L'uomo che immaginò l'Italia in automobile

Giovanni Agnelli. Un uomo capace di precedere il futuro
Centosessant'anni fa, il 13 agosto 1866, nasceva a Villar Perosa Giovanni Agnelli. L'automobile praticamente non esisteva ancora. L'Italia era un Paese appena nato, prevalentemente agricolo, povero, con enormi distanze economiche e sociali. Agnelli avrebbe potuto vivere tranquillamente nel mondo dal quale proveniva, quello di una famiglia piemontese di proprietari terrieri. Scelse invece di guardare altrove.
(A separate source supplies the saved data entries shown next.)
//! Page renderers, one per route.
//!
//! Each renderer is a pure function of the [`RenderContext`] and whatever
//! the router resolved (a category, a [`ServicePage`], a [`PageWindow`]).
//! None of them fail: lookups happen before rendering, so a renderer only
//! ever sees records that exist.

use crate::layout::{
    self, ContactCta, RenderContext, Section, Spacing, Tone, button_link, eyebrow, icon,
};
use crate::paginate::PageWindow;
use crate::resolve::ServicePage;
use crate::routes::Route;
use crate::seo::{self, PageMeta};
use crate::types::{Category, Icon, ResourcePost, ServiceSummary, format_date, format_date_short};
use maud::{Markup, PreEscaped, html};
use pulldown_cmark::{Options, Parser, html as md_html};

/// Related service links shown at the bottom of a service page.
const RELATED_SERVICES: usize = 4;

const HERO_BENEFITS: [&str; 3] = [
    "Expert Support When You Need It",
    "Flexible Month-to-Month Service",
    "Clear and Honest Pricing",
];

/// `(icon, value, label)` figures on the home page about section.
const STATS: [(Icon, &str, &str); 3] = [
    (Icon::Users, "12+", "Clients Served"),
    (Icon::Handshake, "100%", "Committed to You"),
    (Icon::Sparkles, "5+", "Years Experience"),
];

/// Convert a markdown article body to HTML.
pub fn markdown_to_html(markdown: &str) -> String {
    let options = Options::ENABLE_TABLES | Options::ENABLE_STRIKETHROUGH;
    let parser = Parser::new_ext(markdown, options);
    let mut out = String::new();
    md_html::push_html(&mut out, parser);
    out
}

// ============================================================================
// Shared fragments
// ============================================================================

fn service_card(service: &ServiceSummary) -> Markup {
    let href = Route::ServiceDetail(service.slug.clone()).href();
    html! {
        a.card.service-card href=(href) aria-label={ "Learn more about " (service.title) } {
            div.card-image {
                img src=(service.image) alt=(service.title) width="400" height="225" loading="lazy";
            }
            div.card-body {
                (icon(service.icon))
                h3 { (service.title) }
                p { (service.description) }
                span.card-link { "Learn More" }
            }
        }
    }
}

fn post_meta(post: &ResourcePost) -> Markup {
    html! {
        div.post-meta {
            span { (format_date_short(post.date)) }
            span aria-hidden="true" { "•" }
            span { (post.reading_time) }
        }
    }
}

fn tag_list(tags: &[String], limit: usize) -> Markup {
    html! {
        ul.tags {
            @for tag in tags.iter().take(limit) {
                li.tag { (tag) }
            }
        }
    }
}

fn page_hero(label: &str, heading: &str, lead: &str) -> Markup {
    Section::new(Tone::Default).spacing(Spacing::Lg).render(html! {
        div.page-hero {
            (eyebrow(label))
            h1 { (heading) }
            p.lead { (lead) }
        }
    })
}

/// Previous / numbered / next links. Hidden when there is a single page.
fn pagination_nav(window: &PageWindow<'_, ResourcePost>) -> Markup {
    let href = |page: usize| Route::Resources { page }.href();
    html! {
        @if window.total_pages() > 1 {
            nav.pagination aria-label="Pagination" {
                @if let Some(prev) = window.prev_page() {
                    a.page-prev href=(href(prev)) rel="prev" { "← Previous" }
                }
                ol {
                    @for page in window.page_numbers() {
                        li {
                            @if page == window.page() {
                                span.page-current aria-current="page" { (page) }
                            } @else {
                                a href=(href(page)) { (page) }
                            }
                        }
                    }
                }
                @if let Some(next) = window.next_page() {
                    a.page-next href=(href(next)) rel="next" { "Next →" }
                }
            }
        }
    }
}

// ============================================================================
// Home
// ============================================================================

pub fn home(ctx: &RenderContext) -> Markup {
    let site = &ctx.config.site;
    let meta = PageMeta::home(site);
    let about_label = format!("About {}", site.name);

    let content = html! {
        section.hero id="home" aria-label={ "Welcome to " (site.name) } {
            div.container.hero-grid {
                div.hero-text {
                    (eyebrow("Trusted IT Partner for Growing Businesses"))
                    h1 { "Reliable IT Solutions " span.accent { "for Growing Businesses" } }
                    p.lead {
                        (site.name) " helps businesses stay secure, productive, and scalable with modern IT solutions tailored to their needs."
                    }
                    ul.checklist {
                        @for benefit in HERO_BENEFITS {
                            li { (benefit) }
                        }
                    }
                    (button_link("/contact", crate::types::DEFAULT_CTA_TEXT))
                }
                div.hero-image {
                    img src="/images/hero-team.jpg" alt="IT consulting team collaborating on technology solutions"
                        width="800" height="450";
                }
            }
        }
        (Section::new(Tone::Light).id("services").label("Our Services").render(html! {
            div.section-heading {
                (eyebrow("Our Services"))
                h2 { "Solutions Built Around Your Business" }
                p.lead {
                    "Whether you need day-to-day IT help, stronger security, or a clearer plan for the next year, "
                    "we start with where you are and build from there."
                }
            }
            div.card-grid.grid-4 {
                @for category in Category::HOME_ORDER {
                    a.card.category-card href=(Route::ServiceCategory(category).href())
                        aria-label={ "Learn more about " (category.name()) } {
                        (icon(category.icon()))
                        h3 { (category.name()) }
                        p { (category.teaser()) }
                        span.card-link { "Learn More" }
                    }
                }
            }
            div.center {
                (button_link("/services", "View All Services"))
            }
        }))
        (Section::new(Tone::Default).id("about").label(&about_label).render(html! {
            div.two-column {
                div.about-image {
                    img src="/images/about-team.jpg" alt="QuadTech team collaborating on IT solutions" loading="lazy";
                }
                div.about-text {
                    (eyebrow("About Us"))
                    h2 { (site.tagline) }
                    p { (site.description) }
                    p { "We believe in transparent communication, practical solutions, and building long-term relationships." }
                    div.stats {
                        @for (stat_icon, value, label) in STATS {
                            div.stat {
                                (icon(stat_icon))
                                p.stat-value { (value) }
                                p.stat-label { (label) }
                            }
                        }
                    }
                    a.text-link href="/why-choose-us" { "Learn Why Businesses Choose Us →" }
                }
            }
        }))
        (layout::contact_cta(ctx, &ContactCta::default()))
    };

    layout::document(ctx, &meta, &[], content)
}
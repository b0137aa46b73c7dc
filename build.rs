fn main() {
    println!("cargo:rerun-if-changed=.git/HEAD");
    println!("cargo:rerun-if-changed=.git/refs/");
    println!("cargo:rerun-if-changed=static/");

    // `v0.4.0` on a release tag, `v0.4.0-3-gabc1234` between tags,
    // bare hash when no tag is reachable, empty outside a checkout.
    let describe = std::process::Command::new("git")
        .args(["describe", "--tags", "--always", "--dirty"])
        .output()
        .ok()
        .filter(|o| o.status.success())
        .map(|o| String::from_utf8_lossy(&o.stdout).trim().to_string())
        .unwrap_or_default();

    println!("cargo:rustc-env=GIT_DESCRIBE={describe}");
}
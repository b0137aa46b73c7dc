//! # QuadTech Site
//!
//! Static site generator for the QuadTech Consulting marketing website. The
//! services, resource articles, and company values live in a typed content
//! catalog; every page of the site is rendered from it.
//!
//! # Architecture: Catalog → Routes → Files
//!
//! ```text
//! 1. Load      built-in content or catalog.toml  →  Catalog (validated)
//! 2. Route     Catalog  →  every addressable Route (pages, sitemap, robots)
//! 3. Render    Route + RenderContext  →  dist/<route>/index.html
//! ```
//!
//! The catalog is validated once at load: slugs are well formed and unique,
//! and every service detail has a matching summary. After that, routing and
//! rendering only ever look things up, so a route produced by
//! [`routes::Route::parse`] always renders.
//!
//! # Module Map
//!
//! | Module | Role |
//! |--------|------|
//! | [`types`] | Content records: services, details, posts, values, categories, icons |
//! | [`content`] | The built-in QuadTech content set |
//! | [`catalog`] | Validated, immutable collection with slug lookups |
//! | [`slug`] | Slug shape rules enforced when a catalog is built |
//! | [`resolve`] | Slug → record resolution for detail pages |
//! | [`paginate`] | Page-window arithmetic for the resources listing |
//! | [`routes`] | The route table: parsing, logical paths, output files |
//! | [`seo`] | Meta tags, Open Graph, and JSON-LD structured data |
//! | [`layout`] | Document shell, navigation, footer, and shared section blocks |
//! | [`pages`] | One renderer per page |
//! | [`sitemap`] | `sitemap.xml` and `robots.txt` |
//! | [`generate`] | Renders every route to the output directory in parallel |
//! | [`config`] | `site.toml` loading, environment overrides, validation, CSS variables |
//! | [`output`] | CLI output formatting |
//! | [`logging`] | `tracing` subscriber setup |
//!
//! # Design Decisions
//!
//! ## Maud Over Template Engines
//!
//! HTML is generated with [Maud](https://maud.lambda.xyz/). Malformed markup is
//! a build error, interpolation is escaped, and there is no template directory
//! to ship alongside the binary.
//!
//! ## Query-Free Output Paths
//!
//! The resources listing is addressed as `/resources?page=n`, but static hosts
//! ignore query strings. Page one is written to `resources/index.html` and
//! later pages to `resources/page/{n}/index.html`. Links and canonical URLs
//! both use the static form, and `render` still accepts the query form.
//!
//! ## Build-Time Timestamps
//!
//! Content has no modification times. The sitemap `lastmod` and the footer
//! copyright year both come from a single `now` captured when the build starts,
//! so one build is internally consistent and tests can pin the clock.

pub mod catalog;
pub mod config;
pub mod content;
pub mod generate;
pub mod layout;
pub mod logging;
pub mod output;
pub mod pages;
pub mod paginate;
pub mod resolve;
pub mod routes;
pub mod seo;
pub mod sitemap;
pub mod slug;
pub mod types;

#[cfg(test)]
pub(crate) mod test_helpers;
Lasciò la carriera militare, si appassionò alla meccanica e nel 1899 partecipò alla fondazione della Fabbrica Italiana Automobili Torino: la Fiat. Generano sempre fascino gli uomini capaci di vedere qualcosa prima degli altri. Agnelli intuì che quell'oggetto ancora strano, costoso e riservato a pochissimi non sarebbe rimasto un giocattolo per ricchi. L'automobile avrebbe cambiato il modo di produrre, di lavorare, di viaggiare. In qualche modo, avrebbe cambiato l'Italia.
Una fabbrica, un Paese
La storia della Fiat diventerà presto molto più grande della storia di un'azienda. Il Lingotto, inaugurato negli anni Venti, e poi Mirafiori, aperto nel 1939, raccontano l'ingresso dell'Italia nella modernità industriale. Intorno alla fabbrica cambiano Torino, il lavoro, le relazioni sociali. Dopo la morte del fondatore, quella storia accompagnerà il miracolo economico, le grandi migrazioni interne, la motorizzazione di massa. Naturalmente è una storia piena anche di contraddizioni. Il rapporto fra grande industria e potere politico, gli anni del fascismo, i conflitti sociali. Raccontare Giovanni Agnelli come un eroe senza ombre sarebbe inutile e soprattutto sbagliato. Ma sarebbe altrettanto sbagliato non riconoscere la dimensione della sua intuizione.
Quello che resta
Giovanni Agnelli morì nel dicembre del 1945. Non vide dunque l'Italia delle Seicento e delle Cinquecento, delle famiglie che per la prima volta potevano partire per le vacanze in automobile, delle autostrade, del Paese che correva verso il benessere. Eppure una parte di quell'Italia era cominciata con lui. Forse è questo che colpisce, centosessant'anni dopo la sua nascita. Ci sono imprenditori che costruiscono aziende. E ce ne sono alcuni che, nel costruirle, contribuiscono a cambiare il modo in cui una società immagina il proprio futuro. Giovanni Agnelli fu certamente uno di questi. E la Fiat, nel bene e nel male, per gran parte del Novecento non è stata soltanto una fabbrica di automobili. È stata un pezzo della storia italiana.